Dari segi kemashuran dan banyaknya mengeluarkan syair, penyair jahiliyah dapat dikatagorikan menjadi tiga tingkatan yaitu:
a) Tingkat pertama – Umruul Qoes, Zuher inb Sulmi dan An-Nabigohah Adz-Dzibyan. Ketiga penyair ini merupakan penyair ternama pada masa itu, dan merupakan tokoh penyair jahiliyah yang mempunyai julukan "kepala para penyair jahiliyah".
b) Tingkat Kedua – A'Sya Qoes, Lubed bi Robi'ah dan Thorpah bin Abdi. Para penyair tingkatan ini termasuk penyair yang banyak hartanya, dan kekayaannya dihasilkan dari menjual syair-syairnya kepada raja atau penguasa pada waktu itu. Para penyair ini sekali melantunkan syairnya dihargai sampai dengan sepuluh ribu dinar.
c) tingkatan ketiga – Antarah Al-Abasyi, Urwah bin Wurud, Dured bin Simah, dan lain-lain. Pada periode ini satu sama lain saling mengungguli.
Ditinjau dari jenis atau bentuknya syair jahiliyah terdiri dari :
d) Syair Gojal, yaitu syair tentang percintaan
e) Syair Madh, yaitu syair tentang pujian kepada seseorang. Syair ini biasanya dipakai oleh para penyair jahiliyah untuk memuji para raja atau penguasa pada masa itu untuk mendapatkan pemberian dari penguasa pada waktu itu.
f) Syair Fahru, yaitu penyombongan diri.
g) Syair Rosya, yaitu syair ratapan (berduka cita)

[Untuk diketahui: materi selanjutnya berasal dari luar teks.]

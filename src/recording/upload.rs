//! Two-phase chunk upload: ask the backend for a presigned slot, then PUT
//! the raw bytes to the returned URL. Delivery is at-most-once per chunk
//! index; a failed chunk is logged and dropped, never retried.

use chrono::Utc;
use reqwest::header::CONTENT_TYPE;
use reqwest::StatusCode;
use serde::{Deserialize, Serialize};
use tracing::{debug, info, warn};

use super::capture::CapturedChunk;
use super::RecordingSession;

pub const UPLOAD_CONTENT_TYPE: &str = "video/webm";

/// Slot request body. `content_length` and `timestamp` are strings on the
/// wire, and `timestamp` is the same millisecond value embedded in the file
/// name.
#[derive(Debug, Serialize)]
struct SlotRequest<'a> {
    file_name: &'a str,
    content_type: &'a str,
    content_length: String,
    user_id: &'a str,
    podcast_id: &'a str,
    recording_id: &'a str,
    timestamp: String,
    is_final: bool,
    chunk_index: u64,
    file_size: u64,
}

#[derive(Debug, Deserialize)]
pub struct SlotGrant {
    pub pre_signed_url: String,
    pub s3_key: String,
    pub chunk_index: u64,
}

#[derive(Debug, Clone, Copy, PartialEq, Eq)]
pub enum SkipReason {
    /// Non-final chunk while the recording is not active.
    NotRecording,
    /// Non-final chunk with no bytes in it.
    EmptyChunk,
    /// No recording id assigned yet (host capture before the server echo).
    NoRecordingId,
}

#[derive(Debug, Clone, Copy, PartialEq, Eq)]
pub enum UploadOutcome {
    Uploaded,
    Skipped(SkipReason),
    /// The backend refused the slot with 403: the recording was terminated
    /// server-side and the caller must halt capture.
    Denied,
    /// Transient failure; the chunk is dropped.
    Failed,
}

pub struct ChunkUploader {
    http: reqwest::Client,
    slot_url: String,
    user_id: String,
    podcast_id: String,
}

impl ChunkUploader {
    pub fn new(http: reqwest::Client, upload_base: &str, podcast_id: &str) -> Self {
        ChunkUploader {
            http,
            slot_url: format!(
                "{}/api/v1/upload/presigned-url",
                upload_base.trim_end_matches('/')
            ),
            user_id: String::new(),
            podcast_id: podcast_id.to_string(),
        }
    }

    /// Chunks are attributed to the current signaling identity, which
    /// changes on every reconnect.
    pub fn set_user_id(&mut self, user_id: &str) {
        self.user_id = user_id.to_string();
    }

    /// Runs the upload gates and, if they pass, the two-phase upload.
    /// Increments the session's chunk counter only on success.
    pub async fn upload(
        &self,
        session: Option<&mut RecordingSession>,
        chunk: CapturedChunk,
    ) -> UploadOutcome {
        let active = session.as_ref().map(|s| s.is_recording).unwrap_or(false);
        if !chunk.is_final && !active {
            debug!("skipping chunk: recording is not active");
            return UploadOutcome::Skipped(SkipReason::NotRecording);
        }
        if !chunk.is_final && chunk.data.is_empty() {
            debug!("skipping chunk: no data");
            return UploadOutcome::Skipped(SkipReason::EmptyChunk);
        }
        let Some(session) = session else {
            debug!("skipping chunk: no recording id yet");
            return UploadOutcome::Skipped(SkipReason::NoRecordingId);
        };

        let index = session.chunk_counter;
        let timestamp = Utc::now().timestamp_millis();
        let file_name = format!("chunk_{index}_{timestamp}.webm");
        let size = chunk.data.len() as u64;

        let request = SlotRequest {
            file_name: &file_name,
            content_type: UPLOAD_CONTENT_TYPE,
            content_length: size.to_string(),
            user_id: &self.user_id,
            podcast_id: &self.podcast_id,
            recording_id: &session.recording_id,
            timestamp: timestamp.to_string(),
            is_final: chunk.is_final,
            chunk_index: index,
            file_size: size,
        };

        let response = match self.http.post(&self.slot_url).json(&request).send().await {
            Ok(response) => response,
            Err(e) => {
                warn!("slot request for chunk {index} failed: {e}");
                return UploadOutcome::Failed;
            }
        };
        if response.status() == StatusCode::FORBIDDEN {
            info!("slot refused for chunk {index}: recording ended server-side");
            return UploadOutcome::Denied;
        }
        if !response.status().is_success() {
            warn!(
                "slot request for chunk {index} returned {}",
                response.status()
            );
            return UploadOutcome::Failed;
        }
        let grant: SlotGrant = match response.json().await {
            Ok(grant) => grant,
            Err(e) => {
                warn!("unparseable slot grant for chunk {index}: {e}");
                return UploadOutcome::Failed;
            }
        };
        if grant.chunk_index != index {
            // The slot is still usable; the backend keys storage off its
            // own index, so just surface the drift.
            warn!(
                "backend granted slot for chunk {} where we asked for {index}",
                grant.chunk_index
            );
        }

        let put = self
            .http
            .put(&grant.pre_signed_url)
            .header(CONTENT_TYPE, UPLOAD_CONTENT_TYPE)
            .body(chunk.data)
            .send()
            .await;
        match put {
            Ok(response) if response.status().is_success() => {
                session.chunk_counter += 1;
                info!(
                    "uploaded chunk {index} to {} ({size} bytes{})",
                    grant.s3_key,
                    if chunk.is_final { ", final" } else { "" }
                );
                UploadOutcome::Uploaded
            }
            Ok(response) => {
                warn!("storage PUT for chunk {index} returned {}", response.status());
                UploadOutcome::Failed
            }
            Err(e) => {
                warn!("storage PUT for chunk {index} failed: {e}");
                UploadOutcome::Failed
            }
        }
    }
}

#[cfg(test)]
mod tests {
    use super::*;
    use std::sync::Arc;

    use tokio::io::{AsyncReadExt, AsyncWriteExt};
    use tokio::net::TcpListener;
    use tokio::sync::Mutex;

    fn uploader(base: &str) -> ChunkUploader {
        let mut uploader = ChunkUploader::new(reqwest::Client::new(), base, "pod-1");
        uploader.set_user_id("client-1");
        uploader
    }

    fn chunk(data: &[u8], is_final: bool) -> CapturedChunk {
        CapturedChunk {
            data: data.to_vec(),
            is_final,
        }
    }

    fn active_session() -> RecordingSession {
        let mut session = RecordingSession::new("rec-1".to_string());
        session.begin();
        session
    }

    #[tokio::test]
    async fn test_gates_block_before_any_network() {
        // Unroutable base URL: reaching the network would fail the test
        // with Failed instead of the expected skip.
        let uploader = uploader("http://127.0.0.1:1");

        let mut idle = RecordingSession::new("rec-1".to_string());
        assert_eq!(
            uploader.upload(Some(&mut idle), chunk(b"data", false)).await,
            UploadOutcome::Skipped(SkipReason::NotRecording)
        );

        let mut active = active_session();
        assert_eq!(
            uploader.upload(Some(&mut active), chunk(b"", false)).await,
            UploadOutcome::Skipped(SkipReason::EmptyChunk)
        );
        assert_eq!(active.chunk_counter, 0);

        assert_eq!(
            uploader.upload(None, chunk(b"data", true)).await,
            UploadOutcome::Skipped(SkipReason::NoRecordingId)
        );
    }

    #[tokio::test]
    async fn test_final_chunk_bypasses_activity_and_empty_gates() {
        let uploader = uploader("http://127.0.0.1:1");
        let mut halted = RecordingSession::new("rec-1".to_string());
        // Passes the gates, then fails on the unreachable backend; the
        // point is that it was not skipped.
        assert_eq!(
            uploader.upload(Some(&mut halted), chunk(b"", true)).await,
            UploadOutcome::Failed
        );
    }

    /// Minimal HTTP/1.1 server: answers each connection with one canned
    /// response and records the requests it saw. The response list is built
    /// from the bound address so grants can point back at the server.
    async fn canned_server(
        make_responses: impl FnOnce(std::net::SocketAddr) -> Vec<String>,
    ) -> (String, Arc<Mutex<Vec<String>>>) {
        let listener = TcpListener::bind("127.0.0.1:0").await.unwrap();
        let addr = listener.local_addr().unwrap();
        let responses = make_responses(addr);
        let seen = Arc::new(Mutex::new(Vec::new()));
        let seen_writer = seen.clone();
        tokio::spawn(async move {
            for response in responses {
                let (mut stream, _) = match listener.accept().await {
                    Ok(conn) => conn,
                    Err(_) => return,
                };
                let mut buf = vec![0u8; 65536];
                let mut filled = 0;
                // Read until the full head plus declared body is in.
                loop {
                    let n = match stream.read(&mut buf[filled..]).await {
                        Ok(0) => break,
                        Ok(n) => n,
                        Err(_) => return,
                    };
                    filled += n;
                    let text = String::from_utf8_lossy(&buf[..filled]);
                    if let Some(head_end) = text.find("\r\n\r\n") {
                        let declared = text
                            .lines()
                            .find_map(|l| l.strip_prefix("content-length: ").or_else(|| l.strip_prefix("Content-Length: ")))
                            .and_then(|v| v.trim().parse::<usize>().ok())
                            .unwrap_or(0);
                        if filled >= head_end + 4 + declared {
                            break;
                        }
                    }
                }
                seen_writer
                    .lock()
                    .await
                    .push(String::from_utf8_lossy(&buf[..filled]).into_owned());
                let _ = stream.write_all(response.as_bytes()).await;
                let _ = stream.shutdown().await;
            }
        });
        (format!("http://{addr}"), seen)
    }

    fn http_response(status: &str, body: &str) -> String {
        format!(
            "HTTP/1.1 {status}\r\ncontent-type: application/json\r\ncontent-length: {}\r\nconnection: close\r\n\r\n{body}",
            body.len()
        )
    }

    #[tokio::test]
    async fn test_forbidden_slot_is_denied() {
        let (base, _seen) =
            canned_server(|_| vec![http_response("403 Forbidden", "{}")]).await;
        let uploader = uploader(&base);
        let mut session = active_session();
        assert_eq!(
            uploader.upload(Some(&mut session), chunk(b"data", false)).await,
            UploadOutcome::Denied
        );
        assert_eq!(session.chunk_counter, 0);
    }

    #[tokio::test]
    async fn test_server_error_drops_chunk() {
        let (base, _seen) =
            canned_server(|_| vec![http_response("500 Internal Server Error", "{}")]).await;
        let uploader = uploader(&base);
        let mut session = active_session();
        assert_eq!(
            uploader.upload(Some(&mut session), chunk(b"data", false)).await,
            UploadOutcome::Failed
        );
        assert_eq!(session.chunk_counter, 0);
    }

    #[tokio::test]
    async fn test_successful_two_phase_upload() {
        // Two connections: the POST for the slot, then the PUT the grant
        // points back at this same server.
        let (base, seen) = canned_server(|addr| {
            let grant = format!(
                "{{\"pre_signed_url\":\"http://{addr}/bucket/key\",\"s3_key\":\"key\",\"chunk_index\":0}}"
            );
            vec![http_response("200 OK", &grant), http_response("200 OK", "")]
        })
        .await;

        let uploader = uploader(&base);
        let mut session = active_session();
        assert_eq!(
            uploader.upload(Some(&mut session), chunk(b"webm-bytes", false)).await,
            UploadOutcome::Uploaded
        );
        assert_eq!(session.chunk_counter, 1);

        let requests = seen.lock().await;
        assert_eq!(requests.len(), 2);
        let post = &requests[0];
        assert!(post.starts_with("POST /api/v1/upload/presigned-url"));
        assert!(post.contains("\"recording_id\":\"rec-1\""));
        assert!(post.contains("\"chunk_index\":0"));
        assert!(post.contains("\"is_final\":false"));
        assert!(post.contains("\"content_length\":\"10\""));
        assert!(post.contains("\"file_name\":\"chunk_0_"));
        let put = &requests[1];
        assert!(put.starts_with("PUT /bucket/key"));
        assert!(put.contains("content-type: video/webm"));
        assert!(put.ends_with("webm-bytes"));
    }

    #[tokio::test]
    async fn test_grant_index_drift_still_uploads() {
        // A backend that has seen chunks we lost can answer with a higher
        // index than the local counter. The slot is still honored and only
        // the local counter advances.
        let (base, seen) = canned_server(|addr| {
            let grant = format!(
                "{{\"pre_signed_url\":\"http://{addr}/bucket/key\",\"s3_key\":\"key\",\"chunk_index\":5}}"
            );
            vec![http_response("200 OK", &grant), http_response("200 OK", "")]
        })
        .await;

        let uploader = uploader(&base);
        let mut session = active_session();
        assert_eq!(
            uploader.upload(Some(&mut session), chunk(b"data", false)).await,
            UploadOutcome::Uploaded
        );
        assert_eq!(session.chunk_counter, 1);
        assert_eq!(seen.lock().await.len(), 2);
    }
}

h) Syair Hija', yaitu syair tentang ejekan, sindiran atau celaan.
i) Syair I'tidzar, yaitu syair tentang permohonan maaf
j) Syair Al-Waspu, yaitu menyipati sesuatu dengan kejadian yang sedang terjadi
k) Syair Hikmah dan Misal, syair ini jarang sekali kita temukan, karena sedikitnya sehingga diumpamakn seperti garam dalam makanan, dan yang paling banyak mengeluarkan syair ini adalah Zuher inb Sulmi dan An-Nabigohah Adz-Dzibyan.
D. Kodifikasi Syair Jahiliyah
Pada abad ke 19 sampai dengan abad 20 muncul Pembahasan tentang otentik atau tidaknya pembukuan syair jahiliyah. Para fakar sangat mengutamakan urusan-urusan otentik atau tidaknya pembukuan syair jahiliyah, karena masalah ini sangat penting untuk menelusuri pengkodifikasia ilmu-ilmu islam seluruhnya.
Dalam stadi nash arab, syair arab klasik dikodifikasikan setelah Islam, melalui tiga tahapan :
- memberi batasan syair arab jahiliyah.
- Mengumpulkan Syair-syair baik yang tertulis ataupun hanya sebatas hapalan saja.
- Proses pembukuan oleh para ahli bahasa.
Pada tahap kedua, kemungkinan besar dimulai pada awal periode pemerintahan bani Umayah. Pada kurun itu kita menemukan Ubed bin Surbah yang mengarang kitab Ahbar al-Yamn wa Asy'Aruha wa Ansaabuha, Ziad bin Ubeh mengarang kitab Al-Masalib, Yazid bin Mufarrig Al-Hasiri yang mengarang kitab Siroh tatabi'u wa As-Aruha.
Pada setiap tahapan, periwayatannya menggunakan lisan sampai pada pengkodifikasian sehingga satu sama lainnya saling menyempurnakan. Kita megenal metode periwayatan Ilmu Hadits yang diberinama musthalahul hadits. Begitupula dengan Syair jahiliyah dalam metode periwayatannya sama seperti periwayatan ilmu hadits. Yaitu sebagai berikut :
- Seorang yang meriwayatkan syair sampai kepadanya dengan bentuk tulisan, atau membukukannya sendiri. Dan Terkadang syair itu dihafalnya secara sempurna dalam ingatannya.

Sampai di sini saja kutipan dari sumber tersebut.